* **Record extracts**:
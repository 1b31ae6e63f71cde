//! Core domain types: seat positions, students and the grid extent.

use std::fmt;
use std::str::FromStr;

#[cfg(feature = "serde")]
use serde::{Deserialize, Serialize};

use crate::error::SeatError;

/// A `(row, col)` grid coordinate designated as a seat.
///
/// Positions order row-major, so sorted collections read like the grid.
///
/// # Example
///
/// ```
/// use seatforge_core::SeatPosition;
///
/// let pos: SeatPosition = "2-7".parse().unwrap();
/// assert_eq!(pos, SeatPosition::new(2, 7));
/// assert_eq!(pos.key(), "2-7");
/// ```
#[derive(Debug, Clone, Copy, PartialEq, Eq, Hash, PartialOrd, Ord)]
#[cfg_attr(feature = "serde", derive(Serialize, Deserialize))]
pub struct SeatPosition {
    pub row: u32,
    pub col: u32,
}

impl SeatPosition {
    pub const fn new(row: u32, col: u32) -> Self {
        Self { row, col }
    }

    /// Returns the `"row-col"` seat key used on the wire.
    pub fn key(&self) -> String {
        self.to_string()
    }
}

impl fmt::Display for SeatPosition {
    fn fmt(&self, f: &mut fmt::Formatter<'_>) -> fmt::Result {
        write!(f, "{}-{}", self.row, self.col)
    }
}

impl FromStr for SeatPosition {
    type Err = SeatError;

    fn from_str(s: &str) -> Result<Self, Self::Err> {
        let invalid = || SeatError::InvalidSeatKey(s.to_string());
        let (row, col) = s.trim().split_once('-').ok_or_else(invalid)?;
        let row = row.parse().map_err(|_| invalid())?;
        let col = col.parse().map_err(|_| invalid())?;
        Ok(Self { row, col })
    }
}

impl From<(u32, u32)> for SeatPosition {
    fn from((row, col): (u32, u32)) -> Self {
        Self { row, col }
    }
}

/// Extent of the selectable grid.
#[derive(Debug, Clone, Copy, PartialEq, Eq)]
#[cfg_attr(feature = "serde", derive(Serialize, Deserialize))]
pub struct GridSize {
    pub rows: u32,
    pub cols: u32,
}

impl GridSize {
    pub const fn new(rows: u32, cols: u32) -> Self {
        Self { rows, cols }
    }

    /// Returns true if `pos` lies inside the grid.
    pub fn contains(&self, pos: SeatPosition) -> bool {
        pos.row < self.rows && pos.col < self.cols
    }

    /// Total number of cells.
    pub fn cell_count(&self) -> usize {
        self.rows as usize * self.cols as usize
    }
}

impl Default for GridSize {
    fn default() -> Self {
        Self::new(10, 10)
    }
}

impl fmt::Display for GridSize {
    fn fmt(&self, f: &mut fmt::Formatter<'_>) -> fmt::Result {
        write!(f, "{}x{}", self.rows, self.cols)
    }
}

/// Stable student identifier assigned by roster ingestion.
///
/// Rosters parsed from files use sequential numbers; identifiers coming
/// back from external services may also be text.
#[derive(Debug, Clone, PartialEq, Eq, Hash, PartialOrd, Ord)]
#[cfg_attr(feature = "serde", derive(Serialize, Deserialize))]
#[cfg_attr(feature = "serde", serde(untagged))]
pub enum StudentId {
    Number(u64),
    Text(String),
}

impl fmt::Display for StudentId {
    fn fmt(&self, f: &mut fmt::Formatter<'_>) -> fmt::Result {
        match self {
            StudentId::Number(n) => write!(f, "{}", n),
            StudentId::Text(s) => f.write_str(s),
        }
    }
}

impl From<u64> for StudentId {
    fn from(n: u64) -> Self {
        StudentId::Number(n)
    }
}

impl From<u32> for StudentId {
    fn from(n: u32) -> Self {
        StudentId::Number(n.into())
    }
}

impl From<i32> for StudentId {
    fn from(n: i32) -> Self {
        match u64::try_from(n) {
            Ok(n) => StudentId::Number(n),
            Err(_) => StudentId::Text(n.to_string()),
        }
    }
}

impl From<&str> for StudentId {
    fn from(s: &str) -> Self {
        StudentId::Text(s.to_string())
    }
}

impl From<String> for StudentId {
    fn from(s: String) -> Self {
        StudentId::Text(s)
    }
}

/// A student on the roster.
///
/// Identity is the `id`; two records with the same id are the same student
/// regardless of name.
#[derive(Debug, Clone, PartialEq, Eq)]
#[cfg_attr(feature = "serde", derive(Serialize, Deserialize))]
pub struct Student {
    pub id: StudentId,
    pub name: String,
}

impl Student {
    pub fn new(id: impl Into<StudentId>, name: impl Into<String>) -> Self {
        Self {
            id: id.into(),
            name: name.into(),
        }
    }
}
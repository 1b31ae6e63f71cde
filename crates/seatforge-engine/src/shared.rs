//! A session shared between tasks.

use std::sync::Arc;

use parking_lot::Mutex;
use seatforge_config::SessionConfig;
use tokio::sync::watch;

use crate::engine::{finish_export, LayoutOutcome, SeatAssignmentEngine};
use crate::error::Result;
use crate::phase::GenerationStatus;
use crate::port::{ChartExporter, LayoutGenerator};
use crate::protocol::ExportedChart;

/// Cloneable handle to one [`SeatAssignmentEngine`].
///
/// The lock is never held across an `.await`: layout requests snapshot the
/// session, release it while the generator runs, and reacquire it to apply
/// the result. Several requests may therefore be in flight at once; a
/// result that finishes after a newer one has been applied is dropped.
///
/// Status changes are published on a watch channel so UIs can follow the
/// pending indicator without polling.
#[derive(Debug, Clone)]
pub struct SharedSession {
    engine: Arc<Mutex<SeatAssignmentEngine>>,
    status: Arc<watch::Sender<GenerationStatus>>,
}

impl SharedSession {
    pub fn new(config: SessionConfig) -> Self {
        Self::from_engine(SeatAssignmentEngine::new(config))
    }

    pub fn from_engine(engine: SeatAssignmentEngine) -> Self {
        let (status, _) = watch::channel(engine.generation_status());
        Self {
            engine: Arc::new(Mutex::new(engine)),
            status: Arc::new(status),
        }
    }

    /// Runs `f` with shared access to the engine.
    pub fn with<T>(&self, f: impl FnOnce(&SeatAssignmentEngine) -> T) -> T {
        f(&self.engine.lock())
    }

    /// Runs `f` with exclusive access and publishes the resulting status.
    pub fn with_mut<T>(&self, f: impl FnOnce(&mut SeatAssignmentEngine) -> T) -> T {
        let mut engine = self.engine.lock();
        let out = f(&mut engine);
        self.publish(&engine);
        out
    }

    /// Receiver that observes every generation status change.
    pub fn subscribe_status(&self) -> watch::Receiver<GenerationStatus> {
        self.status.subscribe()
    }

    pub fn generation_status(&self) -> GenerationStatus {
        self.engine.lock().generation_status()
    }

    /// Requests a layout without holding the session across the call.
    ///
    /// If the returned future is dropped before the generator answers, the
    /// request is withdrawn and the status falls back to the last settled one.
    pub async fn request_layout<G: LayoutGenerator>(&self, generator: &G) -> Result<LayoutOutcome> {
        let pending = self.with_mut(|engine| engine.begin_layout_request())?;
        let _guard = Withdraw {
            session: self,
            ticket: pending.ticket,
        };
        let result = generator.generate(&pending.request).await;
        self.with_mut(|engine| engine.complete_layout_request(pending.ticket, result))
    }

    /// Exports the assignment as it was when the call started.
    pub async fn export_current_assignment<E: ChartExporter>(
        &self,
        exporter: &E,
    ) -> Result<ExportedChart> {
        let request = self.with(|engine| engine.export_request())?;
        finish_export(exporter.export(&request).await)
    }

    fn publish(&self, engine: &SeatAssignmentEngine) {
        let status = engine.generation_status();
        self.status.send_if_modified(|current| {
            if *current == status {
                false
            } else {
                *current = status;
                true
            }
        });
    }
}

struct Withdraw<'a> {
    session: &'a SharedSession,
    ticket: u64,
}

impl Drop for Withdraw<'_> {
    fn drop(&mut self) {
        self.session
            .with_mut(|engine| engine.abandon_layout_request(self.ticket));
    }
}

impl Default for SharedSession {
    fn default() -> Self {
        Self::new(SessionConfig::default())
    }
}
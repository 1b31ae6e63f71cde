//! SeatForge - classroom seat assignment sessions
//!
//! One [`SeatAssignmentEngine`] drives a session: upload a roster, drag out
//! the seats on a grid, confirm them, then swap students, record who should
//! or should not sit together, and ask a layout service for an arrangement.
//!
//! # Example
//!
//! ```rust
//! use seatforge::prelude::*;
//!
//! let roster = CsvRoster::new("name\nAda\nBrian\n");
//! let mut engine = SeatAssignmentEngine::new(SessionConfig::default());
//! engine.ingest_roster(&roster).unwrap();
//! engine
//!     .select_rect(SeatPosition::new(0, 0), SeatPosition::new(1, 1))
//!     .unwrap();
//! engine.confirm_seats().unwrap();
//!
//! assert_eq!(engine.phase(), Phase::Arrangement);
//! assert_eq!(engine.seat_map().vacant_seats().count(), 2);
//! ```

// Domain types
pub use seatforge_core::{
    GridSelector, GridSize, LayoutEntry, LayoutReport, Relation, RelationKind, RelationMode,
    SeatError, SeatMap, SeatPosition, Student, StudentId,
};

pub use seatforge_config::{AcceptancePolicy, ConfigError, SessionConfig};

pub use seatforge_engine::{
    EngineError, GenerationStatus, LayoutOutcome, Phase, SeatAssignmentEngine, SharedSession,
};

pub use seatforge_roster::{CsvRoster, RosterError};

#[cfg(feature = "http")]
pub use seatforge_client::{ClientError, HttpChartExporter, HttpLayoutGenerator};

/// Collaborator ports and wire types.
pub mod port {
    pub use seatforge_engine::{
        ChartExporter, ExportRequest, ExportedChart, ExportedSeat, LayoutGenerator, LayoutRequest,
        RosterSource, SeatKey,
    };
}

/// Layout validation results.
pub mod layout {
    pub use seatforge_core::{Diagnostic, LayoutValidator, ValidatedLayout};
}

#[cfg(feature = "console")]
pub mod console;

pub mod prelude {
    pub use super::port::{ChartExporter, LayoutGenerator, RosterSource};
    pub use super::{
        AcceptancePolicy, CsvRoster, GenerationStatus, LayoutOutcome, Phase, RelationKind,
        RelationMode, SeatAssignmentEngine, SeatPosition, SessionConfig, SharedSession, Student,
        StudentId,
    };
    #[cfg(feature = "http")]
    pub use super::{HttpChartExporter, HttpLayoutGenerator};
}
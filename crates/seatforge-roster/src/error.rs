//! Error types for roster ingestion

use thiserror::Error;

/// Failure to turn a roster file into students.
#[derive(Debug, Error)]
pub enum RosterError {
    #[error("Failed to read roster: {0}")]
    Io(#[from] std::io::Error),

    /// No header row with a name column in the rows searched
    #[error("No name column found in the first {searched} non-empty rows")]
    MissingNameColumn { searched: usize },

    #[error("Malformed roster at line {line}: {message}")]
    Malformed { line: usize, message: String },
}

/// Result type alias for roster ingestion
pub type Result<T> = std::result::Result<T, RosterError>;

* **What this task involves**:
Your reply is to repeat, unchanged, the lines above running from the one with "filename crates/seatforge-roster/src/error.rs" up to and including the one with "the rows searched".

* **Exercise response**:
filename crates/seatforge-roster/src/error.rs
//! Error types for roster ingestion

use thiserror::Error;

/// Failure to turn a roster file into students.
#[derive(Debug, Error)]
pub enum RosterError {
    #[error("Failed to read roster: {0}")]
    Io(#[from] std::io::Error),

    /// No header row with a name column in the rows searched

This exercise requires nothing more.